Unread postby Shar_Lamagne » Fri 20 Aug 2010, 22:41:10

Cid_Yama wrote:
“THE PROMISE of food lies in the tropics,” the UN Food and Agriculture Organization director general said at the University of the Philippines. “Here in this sun-drenched belt of land, temperature is benign and rainfall abundant. These could be the food granaries for the world of our children.”

Not anymore. Rising temperatures have widened the “Tropical Belt,” notes Nature Geoscience. Since the FAO official delivered his address in Los Baños in May 1979, the tropics expanded by between 2 and 4.8 degrees latitude. As the world warms, edges of the “Belt”—outer boundaries of the subtropical dry zones—drift toward the poles.

Temperature and rainfall changes are altering yields. Affected are politically volatile crops like corn and rice. “In the Philippines, rice yields drop by 10 percent for every one degree centigrade increase in night-time temperature,” BBC’s environment correspondent Richard Black writes.

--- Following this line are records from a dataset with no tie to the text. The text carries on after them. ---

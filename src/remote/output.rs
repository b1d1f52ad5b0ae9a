use std::path::{Path, PathBuf};
use tracing::{debug, warn};

/// A result file produced by a remote service.
///
/// Files fetched into the download cache own their scratch directory, which
/// is removed when the value is dropped. Files that already live elsewhere are
/// left untouched.
#[derive(Debug)]
pub struct OutputFile {
    path: PathBuf,
    scratch_dir: Option<PathBuf>,
}

impl OutputFile {
    pub fn cached(scratch_dir: impl Into<PathBuf>, path: impl Into<PathBuf>) -> Self {
        Self {
            path: path.into(),
            scratch_dir: Some(scratch_dir.into()),
        }
    }

    pub fn external(path: impl Into<PathBuf>) -> Self {
        Self {
            path: path.into(),
            scratch_dir: None,
        }
    }

    pub fn path(&self) -> &Path {
        &self.path
    }
}

impl Drop for OutputFile {
    fn drop(&mut self) {
        let Some(dir) = &self.scratch_dir else {
            return;
        };
        match std::fs::remove_dir_all(dir) {
            Ok(()) => debug!("Removed cached output {}", dir.display()),
            Err(e) if e.kind() == std::io::ErrorKind::NotFound => {}
            Err(e) => warn!("Failed to remove cached output {}: {}", dir.display(), e),
        }
    }
}
use super::{
    output::OutputFile,
    types::{EventIdResponse, FileRef, parse_event_stream},
};
use crate::{Error, Result};
use serde_json::{Value, json};
use std::path::Path;
use tokio::io::AsyncWriteExt;
use tracing::debug;
use uuid::Uuid;

/// Generic predict-style client for a hosted Gradio app.
///
/// Calls are queued with `POST {base}{prefix}/call/{api}` and the result is
/// read from the event stream at `GET {base}{prefix}/call/{api}/{event_id}`.
/// No request timeout is set; the transport default applies.
#[derive(Debug, Clone)]
pub struct RpcClient {
    name: String,
    api_root: String,
    client: reqwest::Client,
}

impl RpcClient {
    pub fn new(name: impl Into<String>, base_url: &str, api_prefix: &str) -> Self {
        let base = base_url.trim_end_matches('/');
        let prefix = api_prefix.trim_matches('/');
        let api_root = if prefix.is_empty() {
            base.to_string()
        } else {
            format!("{base}/{prefix}")
        };

        Self {
            name: name.into(),
            api_root,
            client: reqwest::Client::new(),
        }
    }

    pub fn name(&self) -> &str {
        &self.name
    }

    fn endpoint(&self, path: &str) -> String {
        format!("{}/{}", self.api_root, path.trim_start_matches('/'))
    }

    fn file_url(&self, remote_path: &str) -> String {
        self.endpoint(&format!("file={remote_path}"))
    }

    fn remote_error(&self, msg: impl Into<String>) -> Error {
        Error::remote(&self.name, msg)
    }

    pub async fn predict(&self, api_name: &str, data: Vec<Value>) -> Result<Vec<Value>> {
        let call_url = self.endpoint(&format!("call/{}", api_name.trim_start_matches('/')));
        debug!("Submitting prediction to {} ({} inputs)", call_url, data.len());

        let response = self
            .client
            .post(&call_url)
            .json(&json!({ "data": data }))
            .send()
            .await
            .map_err(|e| self.remote_error(format!("Failed to submit prediction: {}", e)))?;

        let status = response.status();
        if !status.is_success() {
            let body = response.text().await.unwrap_or_default();
            return Err(self.remote_error(format!(
                "Prediction request returned {}: {}",
                status, body
            )));
        }

        let queued: EventIdResponse = response
            .json()
            .await
            .map_err(|e| self.remote_error(format!("Invalid prediction response: {}", e)))?;

        debug!("Prediction queued with event id {}", queued.event_id);

        let stream = self
            .client
            .get(format!("{}/{}", call_url, queued.event_id))
            .send()
            .await
            .map_err(|e| self.remote_error(format!("Failed to read prediction result: {}", e)))?;

        let status = stream.status();
        if !status.is_success() {
            return Err(self.remote_error(format!("Result stream returned {}", status)));
        }

        let body = stream.text().await?;
        self.resolve_stream(&body)
    }

    fn resolve_stream(&self, body: &str) -> Result<Vec<Value>> {
        for event in parse_event_stream(body) {
            match event.event.as_str() {
                "complete" => {
                    let outputs: Vec<Value> = serde_json::from_str(&event.data).map_err(|e| {
                        self.remote_error(format!("Malformed prediction output: {}", e))
                    })?;
                    return Ok(outputs);
                }
                "error" => {
                    let message = match serde_json::from_str::<Value>(&event.data) {
                        Ok(Value::String(msg)) => msg,
                        Ok(Value::Null) => "Prediction failed".to_string(),
                        _ if event.data.trim().is_empty() => "Prediction failed".to_string(),
                        _ => event.data.clone(),
                    };
                    return Err(self.remote_error(message));
                }
                other => debug!("Ignoring '{}' event from {}", other, self.name),
            }
        }

        Err(self.remote_error("Event stream ended without a result"))
    }

    /// Uploads a local file so it can be passed as a predict input.
    pub async fn upload_file(&self, path: &Path) -> Result<FileRef> {
        let bytes = tokio::fs::read(path).await?;
        let file_name = path
            .file_name()
            .and_then(|n| n.to_str())
            .unwrap_or("upload.png")
            .to_string();

        debug!("Uploading {} ({} bytes) to {}", file_name, bytes.len(), self.name);

        let part = reqwest::multipart::Part::bytes(bytes).file_name(file_name.clone());
        let form = reqwest::multipart::Form::new().part("files", part);

        let response = self
            .client
            .post(self.endpoint("upload"))
            .multipart(form)
            .send()
            .await
            .map_err(|e| self.remote_error(format!("Failed to upload file: {}", e)))?;

        let status = response.status();
        if !status.is_success() {
            return Err(self.remote_error(format!("Upload returned {}", status)));
        }

        let paths: Vec<String> = response
            .json()
            .await
            .map_err(|e| self.remote_error(format!("Invalid upload response: {}", e)))?;

        let remote_path = paths
            .into_iter()
            .next()
            .ok_or_else(|| self.remote_error("Upload response contained no paths"))?;

        Ok(FileRef::uploaded(remote_path, file_name))
    }

    /// Fetches a file output into `dest_dir/<unique>/<basename>`.
    ///
    /// The unique directory belongs to the returned [`OutputFile`] and is
    /// removed on drop, including when the download fails part way.
    pub async fn download_file(&self, output: &Value, dest_dir: &Path) -> Result<OutputFile> {
        let (source_url, remote_path) = match output {
            Value::String(path) => (self.file_url(path), path.clone()),
            Value::Object(_) => {
                let file: FileRef = serde_json::from_value(output.clone())?;
                let url = file.url.clone().unwrap_or_else(|| self.file_url(&file.path));
                (url, file.path)
            }
            other => {
                return Err(self.remote_error(format!("Expected a file output, got {}", other)));
            }
        };

        let file_name = Path::new(&remote_path)
            .file_name()
            .map(|n| n.to_os_string())
            .unwrap_or_else(|| "result.png".into());

        let target_dir = dest_dir.join(Uuid::new_v4().to_string());
        tokio::fs::create_dir_all(&target_dir).await?;
        let target = target_dir.join(file_name);
        let output = OutputFile::cached(target_dir, target);

        debug!("Downloading {} output from {}", self.name, source_url);
        self.write_output(&source_url, output.path()).await?;

        Ok(output)
    }

    async fn write_output(&self, source_url: &str, target: &Path) -> Result<()> {
        let mut response = self
            .client
            .get(source_url)
            .send()
            .await
            .map_err(|e| self.remote_error(format!("Failed to fetch output file: {}", e)))?;

        let status = response.status();
        if !status.is_success() {
            return Err(self.remote_error(format!("Output file request returned {}", status)));
        }

        let mut file = tokio::fs::File::create(target).await?;
        while let Some(chunk) = response.chunk().await? {
            file.write_all(&chunk).await?;
        }
        file.flush().await?;

        Ok(())
    }
}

The slump is region-wide. As droughts dry reservoirs, yields have fallen by 10 to 20 percent over the last 25 years. More declines are ahead.

“We found that as the daily minimum temperature increases, or as nights get hotter, rice yields drop,” researcher Jarrod Welch said. “Where temperature increases more than 3 °C, impacts are stressful to all crops and in all regions,” the Intergovernmental Panel on Climate Change (IPCC) concluded.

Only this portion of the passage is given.